熒光原位雜交（fluorescence in situ hybridization, FISH）是一種物理圖譜繪制方法，使用熒光素標(biāo)記探針，以檢測探針和分裂中期的染色體或分裂間期的染色質(zhì)的雜交。這種方法是在20世紀(jì)80年代末在放射性原位雜交技術(shù)的基礎(chǔ)上發(fā)展起來的一種非放射性分子細(xì)胞遺傳技術(shù)，以熒光標(biāo)記取代同位素標(biāo)記而形成的一種新的原位雜交方法，探針首先與某種介導(dǎo)分子（reporter molecule）結(jié)合，雜交后再通過免疫細(xì)胞化學(xué)過程連接上熒光染料。

研究人員通過熒光原位雜交技術(shù)，發(fā)現(xiàn)基因組DNA對(duì)自身染色體的不均勻雜交在植物中可能是普遍存在的。在高等植物基因組內(nèi)，絕大多數(shù)雜交信號(hào)強(qiáng)烈的區(qū)域除了 45S rDNA 等區(qū)域外，應(yīng)當(dāng)富含重復(fù)序列，即為基因貧乏區(qū)，而輕度標(biāo)記或者非標(biāo)記的區(qū)域則應(yīng)當(dāng)是基因富集區(qū)。

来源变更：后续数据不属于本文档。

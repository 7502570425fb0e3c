//! Lays out relationship chains and groups for a batch of relationships.

use rustc_hash::FxHashMap;
use tracing::debug;

use crate::types::{GroupId, NodeId, RecordKind, RelId, RelchainError, Result, TypeId, NO_NEXT};

use super::record::{NodeRecord, RelationshipGroupRecord, RelationshipRecord};
use super::store::MemStore;

/// Degree at which a node switches to the grouped layout unless configured otherwise.
pub const DEFAULT_DENSE_THRESHOLD: usize = 50;

/// Options controlling how [`StoreBuilder`] lays out records.
#[derive(Clone, Copy, Debug)]
pub struct BuildOptions {
    /// Nodes with at least this many relationships are stored dense.
    pub dense_threshold: usize,
}

impl Default for BuildOptions {
    fn default() -> Self {
        Self {
            dense_threshold: DEFAULT_DENSE_THRESHOLD,
        }
    }
}

impl BuildOptions {
    /// Sets the degree at which nodes become dense.
    pub fn dense_threshold(mut self, threshold: usize) -> Self {
        self.dense_threshold = threshold;
        self
    }
}

/// Collects nodes and relationships, then writes them out as linked records.
///
/// Sparse chains are built by prepending, so each node's chain lists its most
/// recently added relationship first. Dense nodes get one group per type in
/// the order types were first seen; within a group every sub-chain is also
/// most-recent-first. A self-loop counts once towards degree.
#[derive(Debug, Default)]
pub struct StoreBuilder {
    opts: BuildOptions,
    node_count: u64,
    rels: Vec<(NodeId, NodeId, TypeId)>,
}

impl StoreBuilder {
    /// Creates an empty builder.
    pub fn new(opts: BuildOptions) -> Self {
        Self {
            opts,
            node_count: 0,
            rels: Vec::new(),
        }
    }

    /// Allocates the next node id.
    pub fn add_node(&mut self) -> NodeId {
        let id = NodeId(self.node_count);
        self.node_count += 1;
        id
    }

    /// Allocates `count` consecutive node ids.
    pub fn add_nodes(&mut self, count: u64) -> Vec<NodeId> {
        (0..count).map(|_| self.add_node()).collect()
    }

    /// Number of nodes allocated so far.
    pub fn node_count(&self) -> u64 {
        self.node_count
    }

    /// Records a relationship from `first` to `second`.
    pub fn add_relationship(&mut self, first: NodeId, second: NodeId, ty: TypeId) -> Result<RelId> {
        for node in [first, second] {
            if node.0 >= self.node_count {
                return Err(RelchainError::EntityNotFound {
                    kind: RecordKind::Node,
                    id: node.0,
                });
            }
        }
        if self.rels.len() as u64 >= NO_NEXT - 1 {
            return Err(RelchainError::Invalid("relationship id space exhausted"));
        }
        let id = RelId(self.rels.len() as u64);
        self.rels.push((first, second, ty));
        Ok(id)
    }

    /// Produces the final store.
    pub fn build(self) -> MemStore {
        let node_count = self.node_count as usize;
        let mut degree = vec![0usize; node_count];
        for &(first, second, _) in &self.rels {
            degree[first.0 as usize] += 1;
            if second != first {
                degree[second.0 as usize] += 1;
            }
        }
        let dense: Vec<bool> = degree
            .iter()
            .map(|&d| d >= self.opts.dense_threshold)
            .collect();

        let mut layout = Layout {
            heads: vec![NO_NEXT; node_count],
            tails: vec![None; node_count],
            groups: Vec::new(),
            group_index: FxHashMap::default(),
        };
        let mut records = Vec::with_capacity(self.rels.len());

        for (idx, &(first, second, ty)) in self.rels.iter().enumerate() {
            let id = RelId(idx as u64);
            let mut rec = RelationshipRecord {
                id,
                first,
                second,
                ty,
                first_next: RelId::NULL,
                second_next: RelId::NULL,
            };
            let is_loop = first == second;

            if dense[first.0 as usize] {
                let group = layout.group_for(first, ty);
                let head = if is_loop {
                    &mut group.first_loop
                } else {
                    &mut group.first_out
                };
                rec.first_next = *head;
                *head = id;
            } else {
                rec.first_next = RelId(layout.heads[first.0 as usize]);
                layout.heads[first.0 as usize] = id.0;
            }

            if is_loop {
                rec.second_next = rec.first_next;
            } else if dense[second.0 as usize] {
                let group = layout.group_for(second, ty);
                rec.second_next = group.first_in;
                group.first_in = id;
            } else {
                rec.second_next = RelId(layout.heads[second.0 as usize]);
                layout.heads[second.0 as usize] = id.0;
            }
            records.push(rec);
        }

        let nodes = dense
            .iter()
            .zip(&layout.heads)
            .enumerate()
            .map(|(idx, (&is_dense, &next))| NodeRecord {
                id: NodeId(idx as u64),
                dense: is_dense,
                next,
            })
            .collect();
        let group_count = layout.groups.len();
        let store = MemStore::from_records(nodes, records, layout.groups);
        debug!(
            nodes = node_count,
            relationships = store.relationship_high_id(),
            dense_nodes = dense.iter().filter(|&&d| d).count(),
            groups = group_count,
            "store.build"
        );
        store
    }
}

struct Layout {
    /// Chain head per sparse node, group-list head per dense node.
    heads: Vec<u64>,
    /// Last group of each dense node.
    tails: Vec<Option<GroupId>>,
    groups: Vec<RelationshipGroupRecord>,
    group_index: FxHashMap<(NodeId, TypeId), GroupId>,
}

impl Layout {
    fn group_for(&mut self, node: NodeId, ty: TypeId) -> &mut RelationshipGroupRecord {
        let id = match self.group_index.get(&(node, ty)) {
            Some(&id) => id,
            None => {
                let id = GroupId(self.groups.len() as u64);
                self.groups.push(RelationshipGroupRecord::new(id, node, ty));
                match self.tails[node.0 as usize] {
                    Some(tail) => self.groups[tail.0 as usize].next = id,
                    None => self.heads[node.0 as usize] = id.0,
                }
                self.tails[node.0 as usize] = Some(id);
                self.group_index.insert((node, ty), id);
                id
            }
        };
        &mut self.groups[id.0 as usize]
    }
}

#[cfg(test)]
mod tests {
    use super::*;
    use crate::storage::record::NodeAnchor;
    use crate::storage::store::RecordStore;

    #[test]
    fn sparse_chain_is_most_recent_first() -> Result<()> {
        let mut builder = StoreBuilder::new(BuildOptions::default());
        let [a, b, c] = [builder.add_node(), builder.add_node(), builder.add_node()];
        let r0 = builder.add_relationship(a, b, TypeId(1))?;
        let r1 = builder.add_relationship(c, a, TypeId(2))?;
        let store = builder.build();

        let node = store.load_node(a)?.expect("node a");
        assert_eq!(node.anchor(), NodeAnchor::Sparse(r1));
        let rel1 = store.load_relationship(r1)?;
        assert_eq!(rel1.second, a);
        assert_eq!(rel1.second_next, r0);
        let rel0 = store.load_relationship(r0)?;
        assert!(rel0.first_next.is_null());
        Ok(())
    }

    #[test]
    fn dense_node_groups_in_first_seen_type_order() -> Result<()> {
        let mut builder = StoreBuilder::new(BuildOptions::default().dense_threshold(3));
        let hub = builder.add_node();
        let other = builder.add_node();
        builder.add_relationship(hub, other, TypeId(9))?;
        builder.add_relationship(other, hub, TypeId(4))?;
        let looped = builder.add_relationship(hub, hub, TypeId(9))?;
        let store = builder.build();

        let node = store.load_node(hub)?.expect("hub");
        let NodeAnchor::Dense(head) = node.anchor() else {
            panic!("hub should be dense");
        };
        let first = store.load_group(head)?.expect("first group");
        assert_eq!(first.ty, TypeId(9));
        assert_eq!(first.first_loop, looped);
        assert!(first.first_in.is_null());
        let second = store.load_group(first.next)?.expect("second group");
        assert_eq!(second.ty, TypeId(4));
        assert!(second.next.is_null());
        assert!(!second.first_in.is_null());

        let other_node = store.load_node(other)?.expect("other");
        assert!(!other_node.dense);
        Ok(())
    }

    #[test]
    fn unknown_endpoint_is_rejected() {
        let mut builder = StoreBuilder::new(BuildOptions::default());
        let a = builder.add_node();
        let err = builder
            .add_relationship(a, NodeId(5), TypeId(0))
            .unwrap_err();
        assert!(matches!(
            err,
            RelchainError::EntityNotFound {
                kind: RecordKind::Node,
                id: 5
            }
        ));
    }

    #[test]
    fn self_loop_counts_once_toward_degree() -> Result<()> {
        let mut builder = StoreBuilder::new(BuildOptions::default().dense_threshold(2));
        let a = builder.add_node();
        let looped = builder.add_relationship(a, a, TypeId(0))?;
        let store = builder.build();
        let node = store.load_node(a)?.expect("a");
        assert_eq!(node.anchor(), NodeAnchor::Sparse(looped));
        let rel = store.load_relationship(looped)?;
        assert!(rel.first_next.is_null());
        assert!(rel.second_next.is_null());
        Ok(())
    }
}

因此，自身基因組熒光原位雜交技術(shù)可以用來揭示植物基因組重復(fù)序列和基因在染色體水平上的組織情況。

在這篇文章中，研究人員采用 Ag-NOR 技術(shù)、rDNA 熒光原位雜交（rDNA-FISH）、自身基因組原位雜交（Self-GISH）等技術(shù)綜合研究栽培種甘薯（徐薯 18）染色體，分析其染色體結(jié)構(gòu)和 45SrDNA 位點(diǎn)的分布，對(duì)于進(jìn)一步了解栽培種甘薯（徐薯 18）的遺傳背景、比較分析甘薯屬植物染色體多倍化進(jìn)程具有很好的指導(dǎo)意義，并為甘薯品種的遺傳改良提供細(xì)胞及分子遺傳學(xué)基礎(chǔ)。